(Stored items)
........
//! Link-time output plumbing: the source-map-aware writer the code
//! generator emits the program through, and the callback that rewrites
//! original positions into stable, workspace-relative map paths.

use std::io::{self, Write};
use std::path::{Path, PathBuf};

use crate::paths;
use crate::sourcemap::{Mapping, OriginalPosition, SourceMap};
use crate::syntax::Position;

/// Receives one mapping per emitted position: generated line (1-based),
/// generated column (0-based), and the original position when known.
pub type MappingCallback<'a> = Box<dyn FnMut(u32, u32, Option<&Position>) + 'a>;

/// Wraps the output writer, tracking the generated line/column so the code
/// generator can record mappings while it emits.
pub struct SourceMapFilter<'a> {
    out: &'a mut dyn Write,
    mapping: Option<MappingCallback<'a>>,
    line: u32,
    column: u32,
}

impl<'a> SourceMapFilter<'a> {
    pub fn new(out: &'a mut dyn Write) -> Self {
        Self {
            out,
            mapping: None,
            line: 1,
            column: 0,
        }
    }

    pub fn set_mapping_callback(&mut self, callback: MappingCallback<'a>) {
        self.mapping = Some(callback);
    }

    /// Current generated position: (1-based line, 0-based column).
    #[must_use]
    pub fn position(&self) -> (u32, u32) {
        (self.line, self.column)
    }

    /// Records that the bytes written next correspond to `original`.
    pub fn map(&mut self, original: Option<&Position>) {
        if let Some(callback) = &mut self.mapping {
            callback(self.line, self.column, original);
        }
    }

    pub fn write_all(&mut self, bytes: &[u8]) -> io::Result<()> {
        self.out.write_all(bytes)?;
        for byte in bytes {
            if *byte == b'\n' {
                self.line += 1;
                self.column = 0;
            } else {
                self.column += 1;
            }
        }
        Ok(())
    }
}

/// Builds the mapping callback for a linked executable. Shipped maps carry
/// stable paths: workspace-relative where possible, library-relative for
/// stdlib sources, bare file names otherwise. With `map_to_local_disk` the
/// absolute paths are preserved for local debugging.
pub fn mapping_callback<'a>(
    map: &'a mut SourceMap,
    lib_root: PathBuf,
    workspaces: Vec<PathBuf>,
    map_to_local_disk: bool,
) -> MappingCallback<'a> {
    Box::new(move |generated_line, generated_column, original| {
        let Some(position) = original else {
            map.add_mapping(Mapping {
                generated_line,
                generated_column,
                original: None,
            });
            return;
        };

        let file = Path::new(&position.filename);
        let rewritten = if map_to_local_disk {
            position.filename.clone()
        } else if let Some(workspace) = paths::workspace_prefix(file, &workspaces) {
            strip_source_root(file, workspace)
        } else if file.starts_with(&lib_root) {
            strip_source_root(file, &lib_root)
        } else {
            file.file_name()
                .map(|name| name.to_string_lossy().into_owned())
                .unwrap_or_else(|| position.filename.clone())
        };

        map.add_mapping(Mapping {
            generated_line,
            generated_column,
            original: Some(OriginalPosition {
                file: rewritten,
                line: position.line,
                column: position.column,
            }),
        });
    })
}

/// Drops `root` plus the leading `src` segment, yielding a slash-separated
/// relative path.
fn strip_source_root(file: &Path, root: &Path) -> String {
    let rel = file.strip_prefix(root).unwrap_or(file);
    let rel = rel.strip_prefix("src").unwrap_or(rel);
    rel.components()
        .map(|component| component.as_os_str().to_string_lossy().into_owned())
        .collect::<Vec<_>>()
        .join("/")
}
........
Problem requirements: An exact repetition of the data above is all that is needed.

Output:
//! Link-time output plumbing: the source-map-aware writer the code
//! generator emits the program through, and the callback that rewrites
//! original positions into stable, workspace-relative map paths.

use std::io::{self, Write};
use std::path::{Path, PathBuf};

use crate::paths;
use crate::sourcemap::{Mapping, OriginalPosition, SourceMap};
use crate::syntax::Position;

/// Receives one mapping per emitted position: generated line (1-based),
/// generated column (0-based), and the original position when known.
pub type MappingCallback<'a> = Box<dyn FnMut(u32, u32, Option<&Position>) + 'a>;

/// Wraps the output writer, tracking the generated line/column so the code
/// generator can record mappings while it emits.
pub struct SourceMapFilter<'a> {
    out: &'a mut dyn Write,
    mapping: Option<MappingCallback<'a>>,
    line: u32,
    column: u32,
}

impl<'a> SourceMapFilter<'a> {
    pub fn new(out: &'a mut dyn Write) -> Self {
        Self {
            out,
            mapping: None,
            line: 1,
            column: 0,
        }
    }

    pub fn set_mapping_callback(&mut self, callback: MappingCallback<'a>) {
        self.mapping = Some(callback);
    }

    /// Current generated position: (1-based line, 0-based column).
    #[must_use]
    pub fn position(&self) -> (u32, u32) {
        (self.line, self.column)
    }

    /// Records that the bytes written next correspond to `original`.
    pub fn map(&mut self, original: Option<&Position>) {
        if let Some(callback) = &mut self.mapping {
            callback(self.line, self.column, original);
        }
    }

    pub fn write_all(&mut self, bytes: &[u8]) -> io::Result<()> {
        self.out.write_all(bytes)?;
        for byte in bytes {
            if *byte == b'\n' {
                self.line += 1;
                self.column = 0;
            } else {
                self.column += 1;
            }
        }
        Ok(())
    }
}

/// Builds the mapping callback for a linked executable. Shipped maps carry
/// stable paths: workspace-relative where possible, library-relative for
/// stdlib sources, bare file names otherwise. With `map_to_local_disk` the
/// absolute paths are preserved for local debugging.
pub fn mapping_callback<'a>(
    map: &'a mut SourceMap,
    lib_root: PathBuf,
    workspaces: Vec<PathBuf>,
    map_to_local_disk: bool,
) -> MappingCallback<'a> {
    Box::new(move |generated_line, generated_column, original| {
        let Some(position) = original else {
            map.add_mapping(Mapping {
                generated_line,
                generated_column,
                original: None,
            });
            return;
        };

        let file = Path::new(&position.filename);
        let rewritten = if map_to_local_disk {
            position.filename.clone()
        } else if let Some(workspace) = paths::workspace_prefix(file, &workspaces) {
            strip_source_root(file, workspace)
        } else if file.starts_with(&lib_root) {
            strip_source_root(file, &lib_root)
        } else {
            file.file_name()
                .map(|name| name.to_string_lossy().into_owned())
                .unwrap_or_else(|| position.filename.clone())
        };

        map.add_mapping(Mapping {
            generated_line,
            generated_column,
            original: Some(OriginalPosition {
                file: rewritten,
                line: position.line,
                column: position.column,
            }),
        });
    })
}

/// Drops `root` plus the leading `src` segment, yielding a slash-separated
/// relative path.
fn strip_source_root(file: &Path, root: &Path) -> String {
    let rel = file.strip_prefix(root).unwrap_or(file);
    let rel = rel.strip_prefix("src").unwrap_or(rel);
    rel.components()
        .map(|component| component.as_os_str().to_string_lossy().into_owned())
        .collect::<Vec<_>>()
        .join("/")
}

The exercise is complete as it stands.